桐生君はチラッと見たが何も言わず、部屋に入っていった。
病室はベッドの周りに沢山の機械が置いてあり、その機械から出ているチューブやらなんやらは横になっている親父の身体につながれている。
医者は、桐生君を見ると落ち着いた声で言った。
「心筋梗塞で、一旦心臓が止まりましたが、今吹き返したところです。今晩が山でしょう」
バタバタと看護士が動き回っている。桐生君は頭を下げることしかできなかった。オレの胸は誰かに捕まれたように窮屈だった。
親父の顔色は悪く、疲れたように眠っている。その深いしわを見つめ、いつのまに刻まれたのか今まで気づかなかったな、と桐生君は思っていた。
こんな時何をすればいいのか?オレは為すすべもなく桐生君にくっついているしかなかった。
オレは突然の出来事に頭を抱えていた。
ああ、無能だ。オレなんかがいてもなんの役にもたたないじゃねぇか。いる意味あんのかよ。完全にお手上げ状態だ。ちっ、こんな時にあの天使やろうは現われやしないし。
心のどこかであいつが現れるんじゃないかと期待していたんだ。けど、どこからもあいつの声は聞こえてこなかった。
ただ目の前の光景を見守る事しかできないまま、ゆっくりと時間が過ぎて行った。
夜が更けて、桐生君は親父の手を握り締めながら涙を流していた。
「親父、僕まだ親孝行してない。生きていてくれなくちゃ親孝行できないじゃないか。がんばってくれよ、お願いだよ返事してくれ!」
その時だった。握っていた手がぴくっと動いた。
「えっ」と桐生君が白くなった親父の横顔をじっと見つめる。
薄く開いた目はここがどこなのか見極めようと病室の天井をさまよった。そしてどこなのか、自分に何が起こったのかわかったように、息子の顔に視線を移す。

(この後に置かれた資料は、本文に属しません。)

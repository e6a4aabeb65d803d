use bytes::Bytes;
use std::collections::HashMap;
use std::sync::{Arc, Mutex, MutexGuard, PoisonError};
use tokio::time::{Duration, Instant};

/// The Store is responsible for managing key-value pairs, with optional time-to-live settings for
/// each key. Expiration is lazy: an expired key is only removed when a lookup observes it, there
/// is no background task sweeping keys.
///
/// The store can be shared and cloned cheaply using reference counting. All access goes through
/// [`Store::lock`], so every `get` (which may delete) and `set` is atomic with respect to other
/// connections.
#[derive(Clone, Default)]
pub struct Store {
    inner: Arc<Mutex<State>>,
}

impl Store {
    pub fn new() -> Store {
        Store::default()
    }

    pub fn lock(&self) -> StoreLocked<'_> {
        // No operation can leave the map half-updated, so a poisoned lock is still usable.
        let state = self.inner.lock().unwrap_or_else(PoisonError::into_inner);
        StoreLocked { state }
    }
}

pub struct StoreLocked<'a> {
    state: MutexGuard<'a, State>,
}

impl<'a> StoreLocked<'a> {
    /// Sets `key` to `data` without expiration, replacing any previous value and TTL.
    pub fn set(&mut self, key: Bytes, data: Bytes) {
        let value = Value {
            data,
            expires_at: None,
        };
        self.state.keys.insert(key, value);
    }

    /// Sets `key` to `data`, expiring `ttl` from now.
    pub fn set_with_ttl(&mut self, key: Bytes, data: Bytes, ttl: Duration) {
        let value = Value {
            data,
            expires_at: Some(Instant::now() + ttl),
        };
        self.state.keys.insert(key, value);
    }

    /// Returns the value of `key`, removing it first if it has expired.
    pub fn get(&mut self, key: &[u8]) -> Option<Bytes> {
        let now = Instant::now();

        let expired = self.state.keys.get(key)?.is_expired(now);
        if expired {
            self.state.keys.remove(key);
            return None;
        }

        self.state.keys.get(key).map(|value| value.data.clone())
    }

    /// Whether `key` is held in memory, expired or not.
    #[cfg(test)]
    fn contains(&self, key: &[u8]) -> bool {
        self.state.keys.contains_key(key)
    }

    #[cfg(test)]
    fn size(&self) -> usize {
        self.state.keys.len()
    }
}

#[derive(Debug)]
pub struct Value {
    pub data: Bytes,
    pub expires_at: Option<Instant>,
}

impl Value {
    fn is_expired(&self, now: Instant) -> bool {
        self.expires_at.map_or(false, |expires_at| now >= expires_at)
    }
}

#[derive(Default)]
struct State {
    keys: HashMap<Bytes, Value>,
}
use bytes::Bytes;

use crate::commands::executable::Executable;
use crate::commands::{CommandParser, CommandParserError};
use crate::context::Context;
use crate::frame::Frame;
use crate::Error;

/// `CONFIG GET parameter`. Replies with the parameter name and its value, or an empty array for
/// parameters the server does not know. Only `dir` and `dbfilename` are exposed.
///
/// Ref: <https://redis.io/docs/latest/commands/config-get>
#[derive(Debug, PartialEq)]
pub struct ConfigGet {
    pub param: String,
}

impl Executable for ConfigGet {
    fn exec(self, ctx: &Context) -> Result<Frame, Error> {
        let res = match ctx.config.get(&self.param) {
            Some(value) => Frame::bulk_array([
                Bytes::from(self.param),
                Bytes::copy_from_slice(value.as_bytes()),
            ]),
            None => Frame::Array(vec![]),
        };

        Ok(res)
    }
}

impl TryFrom<&mut CommandParser> for ConfigGet {
    type Error = Error;

    fn try_from(parser: &mut CommandParser) -> Result<Self, Self::Error> {
        let subcommand = parser.next_string()?;
        if !subcommand.eq_ignore_ascii_case("get") {
            return Err(CommandParserError::InvalidCommandArgument {
                command: "config".to_string(),
                argument: subcommand,
            }
            .into());
        }

        let param = parser.next_string()?.to_lowercase();
        Ok(Self { param })
    }
}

「すまねぇ心配かけちまったな。俺は今あの世の入り口まで行ったんだがな、お前に言っておかなきゃならねぇと思って帰ってきたのよ」
「何言ってるの、親父。大丈夫だって。しっかりしてよ」
「いや、お前のことは正直心配してねぇんだ。お前は人に可愛がられるしいつも助けてくれる人に恵まれてきたからな。きっとこれからも、大丈夫だろう」
桐生君は複雑な表情を向ける。
「だがな、あいつの事だ。あいつは俺が引き取ってやらなきゃ、どん底まで落ちちまうと思ってな。あいつの事許してやってくれ。小さい頃から、父親にも母親にも邪険に扱われてやさぐれちまったが、性根はいいやつなんだ。俺は今回の事も、こうなる運命だったと思ってる」
「親父、何言ってるの」
「工場の処分はお前に任せる。あいつの事は知り合いの工場に頼んである。あいつを許してやってくれ」
桐生君は理解できないという表情で、親父の顔をみつめた。親父はそれきり、何も言わなかった。
しばらくすると、親父はどこか遠くを見つめるようにゆっくり瞼を閉じた。
部屋の中にピィーと音が鳴って廊下をバタバタと走る音。
看護師と医者の叫びに似た声。桐生君はそんな光景をぼんやりと眺めていた。